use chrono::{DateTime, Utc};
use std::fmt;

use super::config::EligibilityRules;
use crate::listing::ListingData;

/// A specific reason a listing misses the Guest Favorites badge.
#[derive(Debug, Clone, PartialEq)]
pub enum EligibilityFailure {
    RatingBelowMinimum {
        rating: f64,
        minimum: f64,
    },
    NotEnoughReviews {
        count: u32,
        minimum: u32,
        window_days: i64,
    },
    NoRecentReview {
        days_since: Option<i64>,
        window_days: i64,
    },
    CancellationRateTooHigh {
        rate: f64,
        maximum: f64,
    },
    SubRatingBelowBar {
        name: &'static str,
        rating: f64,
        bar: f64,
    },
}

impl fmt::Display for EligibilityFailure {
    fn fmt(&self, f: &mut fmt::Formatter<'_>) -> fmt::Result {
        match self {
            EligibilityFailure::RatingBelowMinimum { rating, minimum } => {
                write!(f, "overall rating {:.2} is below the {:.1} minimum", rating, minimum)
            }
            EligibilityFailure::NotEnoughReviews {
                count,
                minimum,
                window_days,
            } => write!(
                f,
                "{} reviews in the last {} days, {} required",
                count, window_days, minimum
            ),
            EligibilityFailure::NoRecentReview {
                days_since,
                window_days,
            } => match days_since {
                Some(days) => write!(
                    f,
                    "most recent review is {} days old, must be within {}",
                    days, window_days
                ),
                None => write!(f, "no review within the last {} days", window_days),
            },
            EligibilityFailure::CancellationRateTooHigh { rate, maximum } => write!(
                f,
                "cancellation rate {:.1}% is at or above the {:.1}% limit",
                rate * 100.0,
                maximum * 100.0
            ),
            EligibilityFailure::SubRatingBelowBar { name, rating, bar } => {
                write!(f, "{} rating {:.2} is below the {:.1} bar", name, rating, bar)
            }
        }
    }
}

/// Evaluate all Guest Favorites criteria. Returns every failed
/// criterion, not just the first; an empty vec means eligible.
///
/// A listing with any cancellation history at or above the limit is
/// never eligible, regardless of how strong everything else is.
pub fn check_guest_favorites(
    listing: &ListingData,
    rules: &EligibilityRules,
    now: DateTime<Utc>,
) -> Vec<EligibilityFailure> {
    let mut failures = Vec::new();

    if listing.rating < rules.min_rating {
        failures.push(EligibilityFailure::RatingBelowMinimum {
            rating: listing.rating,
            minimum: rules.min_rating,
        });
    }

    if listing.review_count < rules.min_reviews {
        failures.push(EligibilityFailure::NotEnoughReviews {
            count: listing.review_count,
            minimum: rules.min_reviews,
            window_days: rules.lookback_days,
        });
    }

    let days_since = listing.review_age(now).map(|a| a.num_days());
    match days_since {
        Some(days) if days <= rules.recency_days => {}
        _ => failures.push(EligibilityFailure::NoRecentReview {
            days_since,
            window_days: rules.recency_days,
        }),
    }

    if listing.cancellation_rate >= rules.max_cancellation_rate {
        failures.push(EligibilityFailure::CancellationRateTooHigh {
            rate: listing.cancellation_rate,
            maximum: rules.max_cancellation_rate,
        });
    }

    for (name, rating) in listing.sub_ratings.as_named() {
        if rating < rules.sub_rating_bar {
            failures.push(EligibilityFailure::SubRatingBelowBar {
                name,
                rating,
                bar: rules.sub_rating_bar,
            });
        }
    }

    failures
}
====
» TRY IT:
Each record must be reproduced exactly, with nothing missing.

» FINAL ANSWER:
use chrono::{DateTime, Utc};
use std::fmt;

use super::config::EligibilityRules;
use crate::listing::ListingData;

/// A specific reason a listing misses the Guest Favorites badge.
#[derive(Debug, Clone, PartialEq)]
pub enum EligibilityFailure {
    RatingBelowMinimum {
        rating: f64,
        minimum: f64,
    },
    NotEnoughReviews {
        count: u32,
        minimum: u32,
        window_days: i64,
    },
    NoRecentReview {
        days_since: Option<i64>,
        window_days: i64,
    },
    CancellationRateTooHigh {
        rate: f64,
        maximum: f64,
    },
    SubRatingBelowBar {
        name: &'static str,
        rating: f64,
        bar: f64,
    },
}

impl fmt::Display for EligibilityFailure {
    fn fmt(&self, f: &mut fmt::Formatter<'_>) -> fmt::Result {
        match self {
            EligibilityFailure::RatingBelowMinimum { rating, minimum } => {
                write!(f, "overall rating {:.2} is below the {:.1} minimum", rating, minimum)
            }
            EligibilityFailure::NotEnoughReviews {
                count,
                minimum,
                window_days,
            } => write!(
                f,
                "{} reviews in the last {} days, {} required",
                count, window_days, minimum
            ),
            EligibilityFailure::NoRecentReview {
                days_since,
                window_days,
            } => match days_since {
                Some(days) => write!(
                    f,
                    "most recent review is {} days old, must be within {}",
                    days, window_days
                ),
                None => write!(f, "no review within the last {} days", window_days),
            },
            EligibilityFailure::CancellationRateTooHigh { rate, maximum } => write!(
                f,
                "cancellation rate {:.1}% is at or above the {:.1}% limit",
                rate * 100.0,
                maximum * 100.0
            ),
            EligibilityFailure::SubRatingBelowBar { name, rating, bar } => {
                write!(f, "{} rating {:.2} is below the {:.1} bar", name, rating, bar)
            }
        }
    }
}

/// Evaluate all Guest Favorites criteria. Returns every failed
/// criterion, not just the first; an empty vec means eligible.
///
/// A listing with any cancellation history at or above the limit is
/// never eligible, regardless of how strong everything else is.
pub fn check_guest_favorites(
    listing: &ListingData,
    rules: &EligibilityRules,
    now: DateTime<Utc>,
) -> Vec<EligibilityFailure> {
    let mut failures = Vec::new();

    if listing.rating < rules.min_rating {
        failures.push(EligibilityFailure::RatingBelowMinimum {
            rating: listing.rating,
            minimum: rules.min_rating,
        });
    }

    if listing.review_count < rules.min_reviews {
        failures.push(EligibilityFailure::NotEnoughReviews {
            count: listing.review_count,
            minimum: rules.min_reviews,
            window_days: rules.lookback_days,
        });
    }

    let days_since = listing.review_age(now).map(|a| a.num_days());
    match days_since {
        Some(days) if days <= rules.recency_days => {}
        _ => failures.push(EligibilityFailure::NoRecentReview {
            days_since,
            window_days: rules.recency_days,
        }),
    }

    if listing.cancellation_rate >= rules.max_cancellation_rate {
        failures.push(EligibilityFailure::CancellationRateTooHigh {
            rate: listing.cancellation_rate,
            maximum: rules.max_cancellation_rate,
        });
    }

    for (name, rating) in listing.sub_ratings.as_named() {
        if rating < rules.sub_rating_bar {
            failures.push(EligibilityFailure::SubRatingBelowBar {
                name,
                rating,
                bar: rules.sub_rating_bar,
            });
        }
    }

    failures
}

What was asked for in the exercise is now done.